Son intention était de transporter des marchandises avec son remorqueur mais la place de la machine à vapeur sur le pont et son manque de puissance rendait en l’état actuel l’opération difficilement réalisable. Après avoir navigué entre Osijek, Novi Sad et Mohács, sur la Drava et le Danube, le bateau sert à partir de l’été 1820 de premier bac entre Buda, Óbuda et Pest. Le remorqueur qui tire une barge sur laquelle se trouvent les passagers dessert aussi l’île Marguerite. Devant l’insuccès de son initiative et le peu de passagers transportés du fait de la concurrence du pont de bateaux (la construction du premier ouvrage en dur de la capitale hongroise, le pont des Chaines ou Szechenyi Lánchíd ne commencera qu’en 1842), A. Bernhard ramène le Carolina à Osijek (Slavonie) en descendant le Danube hongrois et en remontant la Drava. Il assure provisoirement la traversée d’une rive à l’autre de la rivière, le pont ayant été détruit par les glaces lors d’un hiver vigoureux. Pour une raison restée inconnue, le Carolina sombrera au fond de la rivière en 1824.
   Un projet concurrent entraine la construction d’un deuxième bateau à vapeur, le « Duna » (Danube), conçu par l’ingénieur-mécanicien et prolifique inventeur français exilé à Vienne (Hirtenberg) à l’invitation de l’empereur François Ier, Philippe-Henri de Girard (1775-1845). celui-ci effectue à peine quelques jours plus tard de son côté le même trajet de Vienne jusqu’à la capitale hongroise en faisant escale à Bratislava.

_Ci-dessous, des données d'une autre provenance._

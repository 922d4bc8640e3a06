use super::Report;
use std::io::Write;

/// Plain text: level label, then `(score) path:line` and the indented marker
pub fn write_report<W: Write>(out: &mut W, report: &Report) -> std::io::Result<()> {
    for (i, group) in report.groups.iter().enumerate() {
        if i > 0 {
            writeln!(out)?;
        }
        writeln!(out, "{}", group.level.label())?;

        for item in &group.items {
            writeln!(out, "({}) {}:{}", item.score, item.path(), item.line())?;
            writeln!(
                out,
                "  {}: {}",
                item.located.annotation.label(),
                item.located.annotation.message
            )?;
        }
    }
    Ok(())
}
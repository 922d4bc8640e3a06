use crate::parser::{parse_line, LocatedAnnotation};
use std::fs;
use std::path::{Component, Path};

/// Path of `path` relative to `root`, `/`-separated
pub fn relative_path(root: &Path, path: &Path) -> String {
    let rel = path.strip_prefix(root).unwrap_or(path);
    rel.components()
        .filter_map(|c| match c {
            Component::Normal(part) => Some(part.to_string_lossy()),
            _ => None,
        })
        .collect::<Vec<_>>()
        .join("/")
}

/// Parse every line of a file. Non-UTF-8 bytes are replaced, not rejected.
pub fn scan_file(path: &Path, rel_path: &str) -> std::io::Result<Vec<LocatedAnnotation>> {
    let bytes = fs::read(path)?;
    let content = String::from_utf8_lossy(&bytes);

    let annotations = content
        .lines()
        .enumerate()
        .filter_map(|(idx, line)| parse_line(line).map(|a| a.locate(rel_path, idx + 1)))
        .collect();

    Ok(annotations)
}
//! Additive scoring of located annotations.
//!
//! The score is the sum of four independent contributions (tag weight,
//! priority weight, entry-point bonus, test penalty). Levels are derived from
//! the total with inclusive lower bounds checked from the top down.

mod level;

pub use level::Level;

use crate::parser::{LocatedAnnotation, Priority, Tag};
use std::path::Path;

/// Directory component that marks command entry points
const ENTRY_POINT_DIR: &str = "cmd";
/// File stem of a program entry point (`main.go`, `main.rs`, ...)
const ENTRY_POINT_STEM: &str = "main";
/// File stem suffix identifying test files
const TEST_SUFFIX: &str = "_test";

const ENTRY_POINT_BONUS: i32 = 20;
const TEST_PENALTY: i32 = -20;

#[derive(Debug, Clone, PartialEq, Eq)]
pub struct ScoredAnnotation {
    pub located: LocatedAnnotation,
    pub score: i32,
    pub level: Level,
}

impl ScoredAnnotation {
    pub fn path(&self) -> &str {
        &self.located.path
    }

    pub fn line(&self) -> usize {
        self.located.line
    }
}

pub fn tag_weight(tag: Tag) -> i32 {
    match tag {
        Tag::Fixme => 100,
        Tag::Todo => 50,
        Tag::Next => 30,
    }
}

pub fn priority_weight(priority: Option<Priority>) -> i32 {
    match priority {
        Some(Priority::P0) => 100,
        Some(Priority::P1) => 70,
        Some(Priority::P2) => 40,
        Some(Priority::P3) => 10,
        None => 0,
    }
}

/// Flat bonus for files under a `cmd/` directory or named `main.<ext>`.
/// Satisfying both conditions does not stack.
pub fn path_bonus(path: &str) -> i32 {
    let mut components: Vec<&str> = path.split('/').collect();
    let file_name = components.pop().unwrap_or("");

    let in_entry_dir = components.iter().any(|c| *c == ENTRY_POINT_DIR);
    let is_entry_file = {
        let file = Path::new(file_name);
        file.extension().is_some()
            && file.file_stem().and_then(|s| s.to_str()) == Some(ENTRY_POINT_STEM)
    };

    if in_entry_dir || is_entry_file {
        ENTRY_POINT_BONUS
    } else {
        0
    }
}

pub fn test_penalty(path: &str) -> i32 {
    let file_name = path.rsplit('/').next().unwrap_or(path);
    let stem = Path::new(file_name)
        .file_stem()
        .and_then(|s| s.to_str())
        .unwrap_or(file_name);

    if stem.ends_with(TEST_SUFFIX) {
        TEST_PENALTY
    } else {
        0
    }
}

/// Score a located annotation and assign its level
pub fn score(located: LocatedAnnotation) -> ScoredAnnotation {
    let total = tag_weight(located.annotation.tag)
        + priority_weight(located.annotation.priority)
        + path_bonus(&located.path)
        + test_penalty(&located.path);

    ScoredAnnotation {
        level: Level::from_score(total),
        score: total,
        located,
    }
}

#[cfg(test)]
mod tests {
    use super::*;
    use crate::parser::Annotation;

    fn located(tag: Tag, priority: Option<Priority>, path: &str) -> LocatedAnnotation {
        Annotation {
            tag,
            priority,
            message: "msg".to_string(),
        }
        .locate(path, 1)
    }

    #[test]
    fn test_tag_weights() {
        assert_eq!(tag_weight(Tag::Fixme), 100);
        assert_eq!(tag_weight(Tag::Todo), 50);
        assert_eq!(tag_weight(Tag::Next), 30);
    }

    #[test]
    fn test_priority_weights() {
        assert_eq!(priority_weight(Some(Priority::P0)), 100);
        assert_eq!(priority_weight(Some(Priority::P1)), 70);
        assert_eq!(priority_weight(Some(Priority::P2)), 40);
        assert_eq!(priority_weight(Some(Priority::P3)), 10);
        assert_eq!(priority_weight(None), 0);
    }

    #[test]
    fn test_path_bonus() {
        assert_eq!(path_bonus("cmd/tool/run.go"), 20);
        assert_eq!(path_bonus("internal/cmd/run.go"), 20);
        assert_eq!(path_bonus("main.go"), 20);
        assert_eq!(path_bonus("src/main.rs"), 20);
        // both conditions hold, still a single bonus
        assert_eq!(path_bonus("cmd/main.go"), 20);

        assert_eq!(path_bonus("mycmd/run.go"), 0);
        assert_eq!(path_bonus("cmd"), 0);
        assert_eq!(path_bonus("src/main"), 0);
        assert_eq!(path_bonus("src/domain.rs"), 0);
        assert_eq!(path_bonus("lib.rs"), 0);
    }

    #[test]
    fn test_test_penalty() {
        assert_eq!(test_penalty("foo_test.go"), -20);
        assert_eq!(test_penalty("pkg/parse_test.go"), -20);
        assert_eq!(test_penalty("pkg/parse_test"), -20);
        assert_eq!(test_penalty("pkg/test_parse.go"), 0);
        assert_eq!(test_penalty("pkg/parse_tests.go"), 0);
        assert_eq!(test_penalty("parse_test.dir/main.go"), 0);
    }

    #[test]
    fn test_score_entry_point_fixme() {
        let scored = score(located(Tag::Fixme, Some(Priority::P0), "cmd/main.go"));
        assert_eq!(scored.score, 220);
        assert_eq!(scored.level, Level::P0);
    }

    #[test]
    fn test_score_todo_in_test_file() {
        let scored = score(located(Tag::Todo, None, "foo_test.go"));
        assert_eq!(scored.score, 30);
        assert_eq!(scored.level, Level::P3);

        let scored = score(located(Tag::Fixme, None, "foo_test.go"));
        assert_eq!(scored.score, 80);
        assert_eq!(scored.level, Level::P1);
    }

    #[test]
    fn test_score_next_in_test_file() {
        let scored = score(located(Tag::Next, None, "x_test.go"));
        assert_eq!(scored.score, 10);
        assert_eq!(scored.level, Level::P3);
    }

    #[test]
    fn test_tag_monotonicity() {
        for priority in [None, Some(Priority::P0), Some(Priority::P3)] {
            for path in ["cmd/main.go", "lib.rs", "a_test.go"] {
                let fixme = score(located(Tag::Fixme, priority, path)).score;
                let todo = score(located(Tag::Todo, priority, path)).score;
                let next = score(located(Tag::Next, priority, path)).score;
                assert!(fixme > todo && todo > next);
            }
        }
    }
}
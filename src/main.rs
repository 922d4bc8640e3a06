use clap::Parser;
use std::process::ExitCode;
use tracing_subscriber::{fmt, EnvFilter};

mod cli;
mod config;
mod discovery;
mod error;
mod init;
mod output;
mod parser;
mod scoring;

use cli::{Cli, Commands};

fn main() -> ExitCode {
    let cli = match Cli::try_parse() {
        Ok(cli) => cli,
        Err(e) => match cli::usage_error(&e) {
            Some((line, code)) => {
                eprintln!("{}", line);
                return ExitCode::from(code);
            }
            None => e.exit(),
        },
    };

    // Initialize tracing - only show logs with --verbose.
    // Logs go to stderr so a report on stdout stays clean.
    let filter = if cli.verbose {
        EnvFilter::new("todo_rank=debug")
    } else {
        EnvFilter::new("todo_rank=warn")
    };

    fmt()
        .with_env_filter(filter)
        .with_target(false)
        .with_writer(std::io::stderr)
        .init();

    let result = match cli.command {
        Some(Commands::Scan(args)) => cli::scan::execute(args),
        Some(Commands::Init(args)) => cli::init::execute(args),
        None => cli::scan::execute(cli.scan),
    };

    match result {
        Ok(()) => ExitCode::SUCCESS,
        Err(e) => {
            eprintln!("error: {:#}", e);
            ExitCode::FAILURE
        }
    }
}
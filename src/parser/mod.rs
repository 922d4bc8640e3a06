mod annotation;

pub use annotation::{Annotation, LocatedAnnotation, Priority, Tag};

use regex::Regex;
use std::sync::OnceLock;

static MARKER_LINE: OnceLock<Regex> = OnceLock::new();

/// `[indent] [//|#|/*] MARKER[Pn] (:|-) message [*/]`
fn marker_line() -> &'static Regex {
    MARKER_LINE.get_or_init(|| {
        Regex::new(r"^\s*(?://|#|/\*)?\s*(TODO|FIXME|@next)(?:\[P([0-3])\])?\s*[:\-]\s*(.+?)\s*$")
            .expect("valid regex")
    })
}

/// Parse a single source line into an annotation.
/// Returns `None` when the line carries no well-formed marker.
pub fn parse_line(line: &str) -> Option<Annotation> {
    let caps = marker_line().captures(line)?;

    let tag = caps.get(1)?.as_str().parse::<Tag>().ok()?;
    let priority = match caps.get(2) {
        Some(m) => Some(Priority::from_digit(m.as_str().chars().next()?)?),
        None => None,
    };

    let raw = caps.get(3)?.as_str().trim();
    let message = raw.strip_suffix("*/").unwrap_or(raw).trim();
    if message.is_empty() {
        return None;
    }

    Some(Annotation {
        tag,
        priority,
        message: message.to_string(),
    })
}

#[cfg(test)]
mod tests {
    use super::*;

    fn parsed(line: &str) -> (Tag, Option<Priority>, String) {
        let annotation = parse_line(line).unwrap_or_else(|| panic!("expected match: {line:?}"));
        (annotation.tag, annotation.priority, annotation.message)
    }

    #[test]
    fn test_simple_todo_with_colon() {
        assert_eq!(
            parsed("// TODO: something"),
            (Tag::Todo, None, "something".to_string())
        );
    }

    #[test]
    fn test_priority_suffix() {
        assert_eq!(
            parsed("// TODO[P1]: improve error handling"),
            (
                Tag::Todo,
                Some(Priority::P1),
                "improve error handling".to_string()
            )
        );
        assert_eq!(
            parsed("// FIXME[P0]: data race here"),
            (Tag::Fixme, Some(Priority::P0), "data race here".to_string())
        );
        assert_eq!(
            parsed("// TODO[P3]: low priority task"),
            (Tag::Todo, Some(Priority::P3), "low priority task".to_string())
        );
    }

    #[test]
    fn test_next_marker() {
        assert_eq!(
            parsed("// @next: refactor naming"),
            (Tag::Next, None, "refactor naming".to_string())
        );
        assert_eq!(
            parsed("// @next[P2]: cleanup naming"),
            (Tag::Next, Some(Priority::P2), "cleanup naming".to_string())
        );
    }

    #[test]
    fn test_comment_openers() {
        for line in [
            "# TODO: something",
            "/* TODO: something */",
            "TODO: something",
            "    // TODO: something",
            "\t#TODO:something",
        ] {
            assert_eq!(parsed(line), (Tag::Todo, None, "something".to_string()));
        }
    }

    #[test]
    fn test_dash_separator() {
        assert_eq!(
            parsed("// TODO - alternative separator is allowed"),
            (
                Tag::Todo,
                None,
                "alternative separator is allowed".to_string()
            )
        );
    }

    #[test]
    fn test_whitespace_before_separator_allowed() {
        assert_eq!(
            parsed("// FIXME[P1]   : spaced out"),
            (Tag::Fixme, Some(Priority::P1), "spaced out".to_string())
        );
    }

    #[test]
    fn test_trailing_whitespace_trimmed() {
        assert_eq!(
            parsed("// TODO: something   "),
            (Tag::Todo, None, "something".to_string())
        );
    }

    #[test]
    fn test_block_close_only_stripped_at_end() {
        assert_eq!(
            parsed("/* TODO: keep */ inner */"),
            (Tag::Todo, None, "keep */ inner".to_string())
        );
        assert_eq!(
            parsed("/* TODO: tight*/"),
            (Tag::Todo, None, "tight".to_string())
        );
    }

    #[test]
    fn test_rejected_lines() {
        for line in [
            "TODO something",
            "TODOS: something",
            "TODO [P1]: something",
            "// TODO:",
            "// TODO:    ",
            "/* TODO: */",
            "// todo: something",
            "// Fixme: something",
            "// TODO[P4]: something",
            "// TODO[p1]: something",
            "let x = 1; // TODO: trailing comment",
            "",
        ] {
            assert!(parse_line(line).is_none(), "should not match: {line:?}");
        }
    }

    #[test]
    fn test_reparsing_message_does_not_match() {
        for line in [
            "// TODO: something",
            "// TODO[P1]: improve error handling",
            "/* FIXME - data race here */",
            "# @next[P2]: cleanup naming",
        ] {
            let message = parse_line(line).unwrap().message;
            assert!(parse_line(&message).is_none());
        }
    }
}
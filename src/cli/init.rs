use crate::cli::InitArgs;
use crate::init::{self, InitOutcome, WriteMode};

pub fn execute(args: InitArgs) -> anyhow::Result<()> {
    let mode = if args.force {
        WriteMode::Force
    } else if args.append {
        WriteMode::Append
    } else {
        WriteMode::Skip
    };

    let results = init::run(&args.dir, args.agent, mode);

    let mut failures = Vec::new();
    for result in &results {
        let file = result.file.display();
        match &result.outcome {
            Ok(InitOutcome::Created) => println!("created: {}", file),
            Ok(InitOutcome::Overwritten) => println!("overwritten: {}", file),
            Ok(InitOutcome::Appended) => println!("appended: {}", file),
            Ok(InitOutcome::Skipped) => println!(
                "skipped: {} (already exists, use --force to overwrite or --append to extend)",
                file
            ),
            Err(e) => failures.push(e.to_string()),
        }
    }

    // reported once by main as a single diagnostic line
    if !failures.is_empty() {
        anyhow::bail!("{}", failures.join("; "));
    }
    Ok(())
}
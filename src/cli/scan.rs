use crate::cli::ScanArgs;
use crate::config::{parse_tags, split_csv, ScanOptions};
use crate::discovery;
use crate::error::OutputError;
use crate::output;
use std::fs::{self, File};
use std::io::{self, BufWriter, Write};
use std::path::Path;
use tracing::info;

pub fn execute(args: ScanArgs) -> anyhow::Result<()> {
    let options = ScanOptions {
        root: args.root,
        ignore: split_csv(&args.ignore),
        min_score: args.min_score,
        tags: parse_tags(&args.tags)?,
    };

    discovery::check_root(&options)?;
    if let Some(out) = &args.out {
        check_out_dir(out)?;
    }

    let results = discovery::collect(&options)?;

    match &args.out {
        Some(path) => {
            let file = File::create(path).map_err(|e| OutputError::CreateFile {
                path: path.clone(),
                source: e,
            })?;
            let mut writer = BufWriter::new(file);
            write_report(&mut writer, results, args.format)?;
            info!("Report written to {:?}", path);
        }
        None => {
            let stdout = io::stdout();
            let mut writer = stdout.lock();
            write_report(&mut writer, results, args.format)?;
        }
    }

    Ok(())
}

fn write_report<W: Write>(
    writer: &mut W,
    results: Vec<crate::scoring::ScoredAnnotation>,
    format: output::ReportFormat,
) -> Result<(), OutputError> {
    output::render(writer, results, format)?;
    writer.flush()?;
    Ok(())
}

/// The parent of `--out` must already exist
fn check_out_dir(out: &Path) -> Result<(), OutputError> {
    let Some(dir) = out.parent().filter(|d| !d.as_os_str().is_empty()) else {
        return Ok(());
    };
    let meta = fs::metadata(dir).map_err(|e| OutputError::OutputDir {
        path: dir.to_path_buf(),
        source: e,
    })?;
    if !meta.is_dir() {
        return Err(OutputError::NotADirectory(dir.to_path_buf()));
    }
    Ok(())
}

#[cfg(test)]
mod tests {
    use super::*;

    #[test]
    fn test_out_in_current_dir_needs_no_check() {
        assert!(check_out_dir(Path::new("report.md")).is_ok());
    }

    #[test]
    fn test_out_dir_must_exist() {
        let dir = tempfile::tempdir().unwrap();
        assert!(check_out_dir(&dir.path().join("report.md")).is_ok());
        assert!(matches!(
            check_out_dir(&dir.path().join("missing/report.md")),
            Err(OutputError::OutputDir { .. })
        ));

        let file = dir.path().join("plain");
        fs::write(&file, "").unwrap();
        assert!(matches!(
            check_out_dir(&file.join("report.md")),
            Err(OutputError::NotADirectory(_))
        ));
    }
}
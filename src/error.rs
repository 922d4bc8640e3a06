use std::path::PathBuf;
use thiserror::Error;

#[derive(Error, Debug)]
pub enum ConfigError {
    #[error("Unknown tag '{0}' (valid: TODO, FIXME, @next)")]
    UnknownTag(String),
}

#[derive(Error, Debug)]
pub enum DiscoveryError {
    #[error("Root directory '{path}' is not accessible: {source}")]
    RootNotFound {
        path: PathBuf,
        #[source]
        source: std::io::Error,
    },

    #[error("Root is not a directory: {0}")]
    NotADirectory(PathBuf),

    #[error("Failed to build ignore pattern '{pattern}': {source}")]
    GlobPattern {
        pattern: String,
        #[source]
        source: globset::Error,
    },
}

#[derive(Error, Debug)]
pub enum OutputError {
    #[error("Output directory '{path}' is not accessible: {source}")]
    OutputDir {
        path: PathBuf,
        #[source]
        source: std::io::Error,
    },

    #[error("Output path parent is not a directory: {0}")]
    NotADirectory(PathBuf),

    #[error("Failed to create output file '{path}': {source}")]
    CreateFile {
        path: PathBuf,
        #[source]
        source: std::io::Error,
    },

    #[error("Failed to write report: {0}")]
    WriteReport(#[from] std::io::Error),
}

#[derive(Error, Debug)]
pub enum InitError {
    #[error("Failed to read '{path}': {source}")]
    Read {
        path: PathBuf,
        source: std::io::Error,
    },

    #[error("Failed to write '{path}': {source}")]
    Write {
        path: PathBuf,
        source: std::io::Error,
    },
}
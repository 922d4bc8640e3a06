use super::Report;
use std::io::Write;

/// Markdown: one `##` section per level, checkbox entries with a hard line break
pub fn write_report<W: Write>(out: &mut W, report: &Report) -> std::io::Result<()> {
    for (i, group) in report.groups.iter().enumerate() {
        if i > 0 {
            writeln!(out)?;
        }
        writeln!(out, "## {}", group.level.label())?;

        for item in &group.items {
            writeln!(out, "- [ ] {}:{}  ", item.path(), item.line())?;
            writeln!(
                out,
                "  {}: {}",
                item.located.annotation.label(),
                item.located.annotation.message
            )?;
        }
    }
    Ok(())
}
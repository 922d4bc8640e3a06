pub mod init;
pub mod scan;

use crate::config::{default_root, DEFAULT_IGNORE, DEFAULT_MIN_SCORE, DEFAULT_TAGS};
use crate::init::AgentType;
use crate::output::ReportFormat;
use clap::error::{ContextKind, ContextValue, ErrorKind};
use clap::{Args, Parser, Subcommand};
use std::path::PathBuf;

#[derive(Parser)]
#[command(name = "todo-rank")]
#[command(
    author,
    version,
    about = "Rank TODO/FIXME comments in a source tree by priority"
)]
#[command(args_conflicts_with_subcommands = true)]
pub struct Cli {
    #[command(subcommand)]
    pub command: Option<Commands>,

    /// Scan flags used when no subcommand is given
    #[command(flatten)]
    pub scan: ScanArgs,

    /// Enable verbose/debug logging
    #[arg(short, long, global = true)]
    pub verbose: bool,
}

#[derive(Subcommand)]
pub enum Commands {
    /// Scan a directory tree and print the ranked report (default)
    Scan(ScanArgs),

    /// Write agent instruction files describing the marker convention
    Init(InitArgs),
}

#[derive(Args, Clone, Debug)]
pub struct ScanArgs {
    /// Scan start directory
    #[arg(long, default_value_os_t = default_root())]
    pub root: PathBuf,

    /// Directories to ignore (comma-separated names; entries with * or ? are globs)
    #[arg(long, default_value = DEFAULT_IGNORE)]
    pub ignore: String,

    /// Output format
    #[arg(long, value_enum, default_value_t = ReportFormat::Text)]
    pub format: ReportFormat,

    /// Output file path (default: stdout)
    #[arg(long)]
    pub out: Option<PathBuf>,

    /// Minimum score filter
    #[arg(long, default_value_t = DEFAULT_MIN_SCORE, allow_negative_numbers = true)]
    pub min_score: i32,

    /// Tags to scan (comma-separated)
    #[arg(long, default_value = DEFAULT_TAGS)]
    pub tags: String,
}

/// Exit code for usage errors other than a bad `--format`
const USAGE_EXIT_CODE: u8 = 2;

/// Collapse a clap parse error into one diagnostic line and an exit code.
/// Returns `None` for help/version output, which clap prints itself.
pub fn usage_error(err: &clap::Error) -> Option<(String, u8)> {
    match err.kind() {
        ErrorKind::DisplayHelp
        | ErrorKind::DisplayVersion
        | ErrorKind::DisplayHelpOnMissingArgumentOrSubcommand => return None,
        ErrorKind::InvalidValue => {
            if let (Some(ContextValue::String(arg)), Some(ContextValue::String(value))) = (
                err.get(ContextKind::InvalidArg),
                err.get(ContextKind::InvalidValue),
            ) {
                if arg.starts_with("--format") {
                    return Some((
                        format!("error: invalid format: '{}' (must be text or md)", value),
                        1,
                    ));
                }
            }
        }
        _ => {}
    }

    let rendered = err.to_string();
    let line = rendered
        .lines()
        .next()
        .unwrap_or("error: invalid arguments")
        .to_string();
    Some((line, USAGE_EXIT_CODE))
}

#[derive(Args, Clone, Debug)]
pub struct InitArgs {
    /// Which agent file(s) to generate
    #[arg(value_enum)]
    pub agent: AgentType,

    /// Overwrite existing files
    #[arg(long, conflicts_with = "append")]
    pub force: bool,

    /// Append to existing files instead of skipping them
    #[arg(long)]
    pub append: bool,

    /// Directory to write into
    #[arg(long, default_value = ".")]
    pub dir: PathBuf,
}
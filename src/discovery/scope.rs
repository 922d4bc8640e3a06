use crate::error::DiscoveryError;
use globset::{Glob, GlobSet, GlobSetBuilder};
use ignore::{DirEntry, Walk, WalkBuilder};
use std::fs;
use std::path::Path;

/// Entries without `*` or `?` are plain directory names and match literally
fn ignore_glob(entry: &str) -> String {
    if entry.contains(['*', '?']) {
        entry.to_string()
    } else {
        globset::escape(entry)
    }
}

/// Build a matcher for ignored directory names
pub fn build_ignore_set(patterns: &[String]) -> Result<GlobSet, DiscoveryError> {
    let mut builder = GlobSetBuilder::new();
    for pattern in patterns {
        let glob = Glob::new(&ignore_glob(pattern)).map_err(|e| DiscoveryError::GlobPattern {
            pattern: pattern.clone(),
            source: e,
        })?;
        builder.add(glob);
    }
    builder.build().map_err(|e| DiscoveryError::GlobPattern {
        pattern: "ignore set".to_string(),
        source: e,
    })
}

fn is_ignored_dir(entry: &DirEntry, ignore_set: &GlobSet) -> bool {
    // never prune the root itself
    if entry.depth() == 0 {
        return false;
    }
    let is_dir = entry.file_type().is_some_and(|t| t.is_dir());
    is_dir && ignore_set.is_match(entry.file_name())
}

/// Regular files, and symlinks that resolve to one. Symlinked directories
/// are not descended.
pub fn is_scannable_file(entry: &DirEntry) -> bool {
    match entry.file_type() {
        Some(t) if t.is_file() => true,
        Some(t) if t.is_symlink() => fs::metadata(entry.path()).is_ok_and(|m| m.is_file()),
        _ => false,
    }
}

/// Walk every file under `root`, pruning ignored directories
pub fn walk_tree(root: &Path, ignore_set: GlobSet) -> Walk {
    WalkBuilder::new(root)
        .standard_filters(false) // visit hidden and gitignored files too
        .follow_links(false)
        .sort_by_file_name(|a, b| a.cmp(b))
        .filter_entry(move |entry| !is_ignored_dir(entry, &ignore_set))
        .build()
}
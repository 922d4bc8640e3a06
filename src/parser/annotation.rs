use crate::error::ConfigError;

/// Marker recognized at the start of a comment
#[derive(Debug, Clone, Copy, PartialEq, Eq, Hash)]
pub enum Tag {
    Todo,
    Fixme,
    Next,
}

impl Tag {
    pub const ALL: [Tag; 3] = [Tag::Todo, Tag::Fixme, Tag::Next];

    /// Marker text exactly as it appears in source
    pub fn as_str(&self) -> &'static str {
        match self {
            Tag::Todo => "TODO",
            Tag::Fixme => "FIXME",
            Tag::Next => "@next",
        }
    }
}

impl std::fmt::Display for Tag {
    fn fmt(&self, f: &mut std::fmt::Formatter<'_>) -> std::fmt::Result {
        f.write_str(self.as_str())
    }
}

impl std::str::FromStr for Tag {
    type Err = ConfigError;

    fn from_str(s: &str) -> Result<Self, Self::Err> {
        match s {
            "TODO" => Ok(Tag::Todo),
            "FIXME" => Ok(Tag::Fixme),
            "@next" => Ok(Tag::Next),
            _ => Err(ConfigError::UnknownTag(s.to_string())),
        }
    }
}

/// The `[Pn]` suffix written right after a marker
#[derive(Debug, Clone, Copy, PartialEq, Eq, PartialOrd, Ord)]
pub enum Priority {
    P0,
    P1,
    P2,
    P3,
}

impl Priority {
    pub fn from_digit(digit: char) -> Option<Self> {
        match digit {
            '0' => Some(Priority::P0),
            '1' => Some(Priority::P1),
            '2' => Some(Priority::P2),
            '3' => Some(Priority::P3),
            _ => None,
        }
    }
}

impl std::fmt::Display for Priority {
    fn fmt(&self, f: &mut std::fmt::Formatter<'_>) -> std::fmt::Result {
        match self {
            Priority::P0 => write!(f, "P0"),
            Priority::P1 => write!(f, "P1"),
            Priority::P2 => write!(f, "P2"),
            Priority::P3 => write!(f, "P3"),
        }
    }
}

/// One parsed marker line
#[derive(Debug, Clone, PartialEq, Eq)]
pub struct Annotation {
    pub tag: Tag,
    pub priority: Option<Priority>,
    pub message: String,
}

impl Annotation {
    /// `TAG[Pn]` when a priority was given, otherwise just `TAG`
    pub fn label(&self) -> String {
        match self.priority {
            Some(priority) => format!("{}[{}]", self.tag, priority),
            None => self.tag.to_string(),
        }
    }

    pub fn locate(self, path: impl Into<String>, line: usize) -> LocatedAnnotation {
        LocatedAnnotation {
            annotation: self,
            path: path.into(),
            line,
        }
    }
}

/// An annotation together with where it was found
#[derive(Debug, Clone, PartialEq, Eq)]
pub struct LocatedAnnotation {
    pub annotation: Annotation,
    /// Relative to the scan root, always `/`-separated
    pub path: String,
    /// 1-based
    pub line: usize,
}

Plan du vapeur « François Ier » réalisé par Philippe-Henri de Girard (1775-1845), ingénieur-mécanicien français

Une première compagnie de navigation à vapeur sur le Danube voit le jour dès 1823. La (E.K.K.P.) D.D.S.G. n’est officiellement fondée qu’en 1829 à Vienne par plusieurs hommes d’affaires autrichiens. La compagnie se développe rapidement au cours des décennies suivantes tout en trouvant, avec le soutien et l’aide de responsables de l’Empire autrichien et du royaume de Hongrie comme l’entreprenant comte István Szechenyi (1791-1860) des solutions aux importants et récurrents problèmes de navigation sur certaines parties délicates du fleuve en particulier dans les Portes-de-Fer.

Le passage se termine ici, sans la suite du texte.